All lines with the word "Duration" in the material below are required.

▶ _Materials provided_:
* * * * *

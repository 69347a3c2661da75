//! 定义 QuantumEmit 的内部诊断与指标。
//!
//! 此模块提供了对 flush 管道健康状况和吞吐量的可观测性。

use crate::sinks::traits::FlushOutcome;
use std::sync::atomic::{AtomicU64, Ordering};
use std::sync::Arc;
use std::time::{Duration, Instant};

/// 内部诊断与指标数据结构。
///
/// 使用原子操作确保线程安全，不同实例的并发 flush 可以同时更新。
#[derive(Debug, Default)]
pub struct Diagnostics {
    /// 系统启动时间
    start_time: Option<Instant>,

    /// 结果为 OK 的 flush 次数
    flushes_ok: AtomicU64,

    /// 结果为 RETRY 的 flush 次数
    flushes_retry: AtomicU64,

    /// 结果为 ERROR 的 flush 次数
    flushes_error: AtomicU64,

    /// 已格式化输出的记录数
    records_written: AtomicU64,

    /// 因结构错误被跳过的记录数
    records_skipped: AtomicU64,

    /// 已编码的指标上下文数
    contexts_encoded: AtomicU64,

    /// 写入文件的字节数
    bytes_written: AtomicU64,

    /// 通过 HTTP 发送的字节数（压缩后）
    bytes_sent: AtomicU64,
}

/// 诊断数据的快照，用于外部查询。
#[derive(Debug, Clone, PartialEq)]
pub struct DiagnosticsSnapshot {
    /// 系统运行时间
    pub uptime: Option<Duration>,
    pub flushes_ok: u64,
    pub flushes_retry: u64,
    pub flushes_error: u64,
    pub records_written: u64,
    pub records_skipped: u64,
    pub contexts_encoded: u64,
    pub bytes_written: u64,
    pub bytes_sent: u64,
    /// flush 总次数
    pub total_flushes: u64,
    /// flush 成功率（百分比）
    pub success_rate_percent: f64,
}

impl Default for DiagnosticsSnapshot {
    fn default() -> Self {
        Self {
            uptime: None,
            flushes_ok: 0,
            flushes_retry: 0,
            flushes_error: 0,
            records_written: 0,
            records_skipped: 0,
            contexts_encoded: 0,
            bytes_written: 0,
            bytes_sent: 0,
            total_flushes: 0,
            success_rate_percent: 100.0,
        }
    }
}

impl Diagnostics {
    /// 创建新的诊断实例。
    pub fn new() -> Self {
        Self {
            start_time: Some(Instant::now()),
            ..Default::default()
        }
    }

    /// 记录一次 flush 的结果。
    pub fn record_flush(&self, outcome: FlushOutcome) {
        let counter = match outcome {
            FlushOutcome::Ok => &self.flushes_ok,
            FlushOutcome::Retry => &self.flushes_retry,
            FlushOutcome::Error => &self.flushes_error,
        };
        counter.fetch_add(1, Ordering::Relaxed);
    }

    pub fn add_records_written(&self, count: u64) {
        self.records_written.fetch_add(count, Ordering::Relaxed);
    }

    pub fn add_records_skipped(&self, count: u64) {
        self.records_skipped.fetch_add(count, Ordering::Relaxed);
    }

    pub fn add_contexts_encoded(&self, count: u64) {
        self.contexts_encoded.fetch_add(count, Ordering::Relaxed);
    }

    pub fn add_bytes_written(&self, count: u64) {
        self.bytes_written.fetch_add(count, Ordering::Relaxed);
    }

    pub fn add_bytes_sent(&self, count: u64) {
        self.bytes_sent.fetch_add(count, Ordering::Relaxed);
    }

    /// 获取诊断数据的快照。
    pub fn snapshot(&self) -> DiagnosticsSnapshot {
        let flushes_ok = self.flushes_ok.load(Ordering::Relaxed);
        let flushes_retry = self.flushes_retry.load(Ordering::Relaxed);
        let flushes_error = self.flushes_error.load(Ordering::Relaxed);
        let total_flushes = flushes_ok + flushes_retry + flushes_error;

        let success_rate_percent = if total_flushes > 0 {
            (flushes_ok as f64 / total_flushes as f64) * 100.0
        } else {
            100.0
        };

        DiagnosticsSnapshot {
            uptime: self.start_time.map(|start| start.elapsed()),
            flushes_ok,
            flushes_retry,
            flushes_error,
            records_written: self.records_written.load(Ordering::Relaxed),
            records_skipped: self.records_skipped.load(Ordering::Relaxed),
            contexts_encoded: self.contexts_encoded.load(Ordering::Relaxed),
            bytes_written: self.bytes_written.load(Ordering::Relaxed),
            bytes_sent: self.bytes_sent.load(Ordering::Relaxed),
            total_flushes,
            success_rate_percent,
        }
    }

    /// 重置所有计数器（主要用于测试）。
    pub fn reset(&self) {
        for counter in [
            &self.flushes_ok,
            &self.flushes_retry,
            &self.flushes_error,
            &self.records_written,
            &self.records_skipped,
            &self.contexts_encoded,
            &self.bytes_written,
            &self.bytes_sent,
        ] {
            counter.store(0, Ordering::Relaxed);
        }
    }
}

/// 全局诊断实例，使用 Arc 包装以支持多线程访问。
static GLOBAL_DIAGNOSTICS: std::sync::OnceLock<Arc<Diagnostics>> = std::sync::OnceLock::new();

/// 初始化全局诊断实例，重复调用返回同一个实例。
pub fn init_diagnostics() -> Arc<Diagnostics> {
    GLOBAL_DIAGNOSTICS
        .get_or_init(|| Arc::new(Diagnostics::new()))
        .clone()
}

/// 获取全局诊断实例的引用。
///
/// 如果诊断系统尚未初始化，返回 None。
pub fn get_diagnostics_instance() -> Option<Arc<Diagnostics>> {
    GLOBAL_DIAGNOSTICS.get().cloned()
}

/// 获取诊断数据快照
///
/// 如果诊断系统尚未初始化，返回默认的快照。
pub fn get_diagnostics() -> DiagnosticsSnapshot {
    match GLOBAL_DIAGNOSTICS.get() {
        Some(diagnostics) => diagnostics.snapshot(),
        None => DiagnosticsSnapshot::default(),
    }
}

#[cfg(test)]
mod tests {
    use super::*;
    use std::thread;

    #[test]
    fn test_diagnostics_creation() {
        let diagnostics = Diagnostics::new();
        let snapshot = diagnostics.snapshot();

        assert!(snapshot.uptime.is_some());
        assert_eq!(snapshot.total_flushes, 0);
        assert_eq!(snapshot.records_written, 0);
        assert_eq!(snapshot.success_rate_percent, 100.0);
    }

    #[test]
    fn test_flush_outcomes_and_rate() {
        let diagnostics = Diagnostics::new();

        for _ in 0..8 {
            diagnostics.record_flush(FlushOutcome::Ok);
        }
        diagnostics.record_flush(FlushOutcome::Retry);
        diagnostics.record_flush(FlushOutcome::Error);

        let snapshot = diagnostics.snapshot();
        assert_eq!(snapshot.flushes_ok, 8);
        assert_eq!(snapshot.flushes_retry, 1);
        assert_eq!(snapshot.flushes_error, 1);
        assert_eq!(snapshot.total_flushes, 10);
        assert_eq!(snapshot.success_rate_percent, 80.0);
    }

    #[test]
    fn test_reset_functionality() {
        let diagnostics = Diagnostics::new();

        diagnostics.add_records_written(3);
        diagnostics.add_bytes_sent(128);
        diagnostics.record_flush(FlushOutcome::Ok);
        assert_eq!(diagnostics.snapshot().records_written, 3);

        diagnostics.reset();

        let snapshot = diagnostics.snapshot();
        assert_eq!(snapshot.records_written, 0);
        assert_eq!(snapshot.bytes_sent, 0);
        assert_eq!(snapshot.total_flushes, 0);
    }

    #[test]
    fn test_concurrent_access() {
        let diagnostics = Arc::new(Diagnostics::new());
        let mut handles = vec![];

        // 启动多个线程同时增加计数器
        for _ in 0..10 {
            let diagnostics_clone = diagnostics.clone();
            handles.push(thread::spawn(move || {
                for _ in 0..100 {
                    diagnostics_clone.add_bytes_written(2);
                }
            }));
        }

        for handle in handles {
            handle.join().unwrap();
        }

        assert_eq!(diagnostics.snapshot().bytes_written, 2000);
    }

    #[test]
    fn test_global_diagnostics_initialization() {
        let diagnostics1 = init_diagnostics();
        let diagnostics2 = init_diagnostics();

        // 应该返回同一个实例
        assert!(Arc::ptr_eq(&diagnostics1, &diagnostics2));
        assert!(get_diagnostics_instance().is_some());
        assert!(get_diagnostics().uptime.is_some());
    }
}
//! Error types for QuantumEmit
//!
//! This module defines the error types used throughout the flush pipeline.
//! Configuration problems surface from `init`, everything else is mapped to a
//! [`FlushOutcome`](crate::sinks::traits::FlushOutcome) at the plugin boundary.

use crate::core::decoder::DecodeError;
use thiserror::Error;

/// Main error type for QuantumEmit operations
#[derive(Error, Debug)]
pub enum QuantumEmitError {
    /// Configuration-related errors
    #[error("Configuration error: {0}")]
    ConfigError(String),

    /// Configuration file not found
    #[error("Configuration file not found: {0}")]
    ConfigFileMissing(String),

    /// Initialization errors
    #[error("Initialization error: {0}")]
    InitializationError(String),

    /// I/O errors (file operations, network, etc.)
    #[error("I/O error: {source}")]
    IoError {
        #[from]
        source: std::io::Error,
    },

    /// JSON rendering errors
    #[error("Serialization error: {source}")]
    SerializationError {
        #[from]
        source: serde_json::Error,
    },

    /// TOML parsing errors
    #[error("TOML parsing error: {source}")]
    TomlError {
        #[from]
        source: toml::de::Error,
    },

    /// 二进制记录解码错误
    #[error("Decode error: {source}")]
    DecodeError {
        #[from]
        source: DecodeError,
    },

    /// Metrics encoding errors
    #[error("Encode error: {0}")]
    EncodeError(String),

    /// Payload compression errors
    #[error("Compression error: {0}")]
    CompressionError(String),

    /// HTTP transport errors
    #[error("Network error: {0}")]
    NetworkError(String),
}

/// Result type alias for QuantumEmit operations
pub type Result<T> = std::result::Result<T, QuantumEmitError>;

impl QuantumEmitError {
    /// Create a new configuration error
    pub fn config<S: Into<String>>(msg: S) -> Self {
        Self::ConfigError(msg.into())
    }

    /// Create a new encode error
    pub fn encode<S: Into<String>>(msg: S) -> Self {
        Self::EncodeError(msg.into())
    }

    /// Create a new compression error
    pub fn compression<S: Into<String>>(msg: S) -> Self {
        Self::CompressionError(msg.into())
    }

    /// Create a new network error
    pub fn network<S: Into<String>>(msg: S) -> Self {
        Self::NetworkError(msg.into())
    }

    /// Check if this error is recoverable
    ///
    /// 可恢复的错误意味着同一批次稍后重试可能成功。
    pub fn is_recoverable(&self) -> bool {
        match self {
            Self::IoError { .. } => true,
            Self::SerializationError { .. } => true,
            Self::NetworkError(_) => true,
            Self::ConfigError(_)
            | Self::ConfigFileMissing(_)
            | Self::InitializationError(_)
            | Self::TomlError { .. }
            | Self::DecodeError { .. }
            | Self::EncodeError(_)
            | Self::CompressionError(_) => false,
        }
    }

    /// Get the error category for logging purposes
    pub fn category(&self) -> &'static str {
        match self {
            Self::ConfigError(_) | Self::ConfigFileMissing(_) => "config",
            Self::InitializationError(_) => "initialization",
            Self::IoError { .. } => "io",
            Self::SerializationError { .. } => "serialization",
            Self::TomlError { .. } => "toml",
            Self::DecodeError { .. } => "decode",
            Self::EncodeError(_) => "encode",
            Self::CompressionError(_) => "compression",
            Self::NetworkError(_) => "network",
        }
    }
}

#[cfg(test)]
mod tests {
    use super::*;
    use std::io;

    #[test]
    fn test_error_creation() {
        let config_err = QuantumEmitError::config("unknown format xml");
        assert!(matches!(config_err, QuantumEmitError::ConfigError(_)));
        assert_eq!(
            config_err.to_string(),
            "Configuration error: unknown format xml"
        );

        let net_err = QuantumEmitError::network("connection refused");
        assert!(matches!(net_err, QuantumEmitError::NetworkError(_)));
        assert_eq!(net_err.to_string(), "Network error: connection refused");
    }

    #[test]
    fn test_error_from_conversions() {
        let io_error = io::Error::new(io::ErrorKind::NotFound, "File not found");
        let emit_error: QuantumEmitError = io_error.into();
        assert!(matches!(emit_error, QuantumEmitError::IoError { .. }));

        let decode_error = DecodeError::Truncated { offset: 3 };
        let emit_error: QuantumEmitError = decode_error.into();
        assert!(matches!(emit_error, QuantumEmitError::DecodeError { .. }));
        assert_eq!(emit_error.category(), "decode");
    }

    #[test]
    fn test_error_recoverability() {
        assert!(QuantumEmitError::network("timeout").is_recoverable());
        assert!(QuantumEmitError::from(io::Error::other("disk full")).is_recoverable());
        assert!(!QuantumEmitError::config("invalid config").is_recoverable());
        assert!(!QuantumEmitError::compression("too large").is_recoverable());
        assert!(!QuantumEmitError::encode("label mismatch").is_recoverable());
    }

    #[test]
    fn test_error_categories() {
        assert_eq!(QuantumEmitError::config("test").category(), "config");
        assert_eq!(QuantumEmitError::encode("test").category(), "encode");
        assert_eq!(QuantumEmitError::compression("test").category(), "compression");
        assert_eq!(QuantumEmitError::network("test").category(), "network");
    }

    #[test]
    fn test_unicode_error_message() {
        let unicode_msg = "配置错误: 无效的分隔符 🚫";
        let err = QuantumEmitError::config(unicode_msg);
        assert!(err.to_string().contains(unicode_msg));
    }
}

* * * * *

▶ _Exercise response_:
use std::time::{Duration, Instant};
    pub uptime: Option<Duration>,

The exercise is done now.